The process of extracting oil from the vast Canadian sands is a messy one, and with enormous profits at stake, what chance does the environment have?
TO MOST environmentalists, the oil sands of Alberta are “Canada’s dirty secret”. Described by Tar Sands 101 as “the largest industrial project in human history”, the extraction of oil from bitumen (tar, in plain language) buried in the ground is blamed by them for causing air pollution, widespread deforestation and prodigious carbon dioxide (CO2) emissions as well as alcoholism, drug abuse and prostitution.
The scale of what’s going on around Fort McMurray in northeast Alberta is staggering. Vast areas of once heavily-wooded land have been taken over by the oil companies and either strip-mined by gigantic machinery – so large that it would crush an SUV without its operator even noticing – or deep-mined in situ with the use of steam to draw the bitumen from several hundred metres below ground.
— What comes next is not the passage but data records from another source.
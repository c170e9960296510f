// Inbound HTTP surface

use axum::extract::{Query, State};
use axum::response::{Json, Response};
use axum::routing::get;
use axum::Router;
use serde::Deserialize;
use serde_json::json;
use std::sync::Arc;
use tower_http::cors::CorsLayer;
use tower_http::trace::TraceLayer;
use tracing::{error, info, warn};

use crate::downloader::errors::RelayError;
use crate::downloader::models::{MediaReference, ReferenceDetails};
use crate::downloader::orchestrator::FallbackChain;
use crate::downloader::relay::relay;
use crate::downloader::traits::MetadataSource;
use crate::downloader::DownloadError;

/// Shared per-process state; immutable after startup.
#[derive(Clone)]
pub struct AppState {
    pub chain: Arc<FallbackChain>,
    pub metadata: Arc<dyn MetadataSource>,
}

impl AppState {
    pub fn new(chain: FallbackChain, metadata: Arc<dyn MetadataSource>) -> Self {
        Self {
            chain: Arc::new(chain),
            metadata,
        }
    }
}

pub fn build_router(state: AppState) -> Router {
    Router::new()
        .route("/health", get(health))
        .route("/api/download", get(download))
        .route("/api/url-download", get(url_download))
        .layer(CorsLayer::permissive())
        .layer(TraceLayer::new_for_http())
        .with_state(state)
}

#[derive(Debug, Deserialize)]
struct DownloadQuery {
    id: Option<String>,
}

#[derive(Debug, Deserialize)]
struct UrlQuery {
    url: Option<String>,
}

fn required(value: Option<String>, what: &'static str) -> Result<String, RelayError> {
    value
        .filter(|v| !v.trim().is_empty())
        .ok_or(RelayError::MissingReference(what))
}

async fn health(State(state): State<AppState>) -> Json<serde_json::Value> {
    Json(json!({
        "status": "ok",
        "version": env!("CARGO_PKG_VERSION"),
        "resolvers": state.chain.labels(),
    }))
}

/// GET /api/download?id=<reference>
async fn download(
    State(state): State<AppState>,
    Query(query): Query<DownloadQuery>,
) -> Result<Response, RelayError> {
    let raw = required(query.id, "video ID")?;
    let reference = MediaReference::parse(&raw).map_err(RelayError::InvalidReference)?;
    info!(reference = %reference, "download requested");

    // naming only; never fatal
    let metadata = match state.metadata.fetch(&reference).await {
        Ok(metadata) => Some(metadata),
        Err(e) => {
            warn!(reference = %reference, error = %e, "metadata unavailable, naming by id");
            None
        }
    };

    let committed = state.chain.run(&reference).await.map_err(|failure| {
        error!(reference = %reference, failure = %failure, "every resolver failed");
        RelayError::ChainExhausted(failure)
    })?;

    Ok(relay(committed, metadata.as_ref(), &reference.display_id()))
}

/// GET /api/url-download?url=<watch url>
async fn url_download(
    State(state): State<AppState>,
    Query(query): Query<UrlQuery>,
) -> Result<Json<ReferenceDetails>, RelayError> {
    let raw = required(query.url, "URL parameter")?;
    let reference = MediaReference::parse(&raw).map_err(RelayError::InvalidReference)?;
    if reference.video_id().is_none() {
        return Err(RelayError::InvalidReference(DownloadError::InvalidReference(format!(
            "{} is not a YouTube video URL",
            reference
        ))));
    }

    let metadata = state
        .metadata
        .fetch(&reference)
        .await
        .map_err(RelayError::Metadata)?;
    Ok(Json(ReferenceDetails::from_metadata(&metadata)))
}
The Green Party’s chairman, Senator Dan Boyle, recently called on our National Pensions Reserve Fund to support motions tabled by faith-based shareholder groups in Shell and BP on the issue. He said the extraction of oil from tar sands was “a particularly harmful, inefficient and greenhouse-gas-intensive method of producing fuel” and was “devastating for the local environment and indigenous communities”.
Neither Shell nor the other oil companies involved are making any apologies – because what they’re doing is so profitable. “Over the period 2005-2009 average earnings for oil sands mining were around US$20 (€15) per barrel, compared to . . . averages of around US$12 (€9) per barrel,” Shell said, adding that the oil sands contributed no less than US$31 billion (€23.3billion) to its earnings over the same five-year period.
Rob Seeley, Shell Canada’s sustainability manager, puts it in context by pointing out that Alberta is now second only to Saudi Arabia in terms of oil reserves. The bitumen sands of Athabasca, Cold Lake and Peace River – all in northeast Alberta – hold at least 175 billion barrels of oil that’s recoverable with currently known technology, he says. The total volume of the resource could be as high as 2.5 trillion barrels.
There’s a big difference between a conventional oil well and the production of synthetic crude from sand-laden tar. In The Transition Handbook: From Oil Dependency to Local Resilience, author Rob Hopkins uses the analogy of a pub. “Conventional drilling of sweet crude oil, such as occurs in Saudi Arabia, is like standing at the bar while a charming barman pours you pints direct from the cask in the cellar.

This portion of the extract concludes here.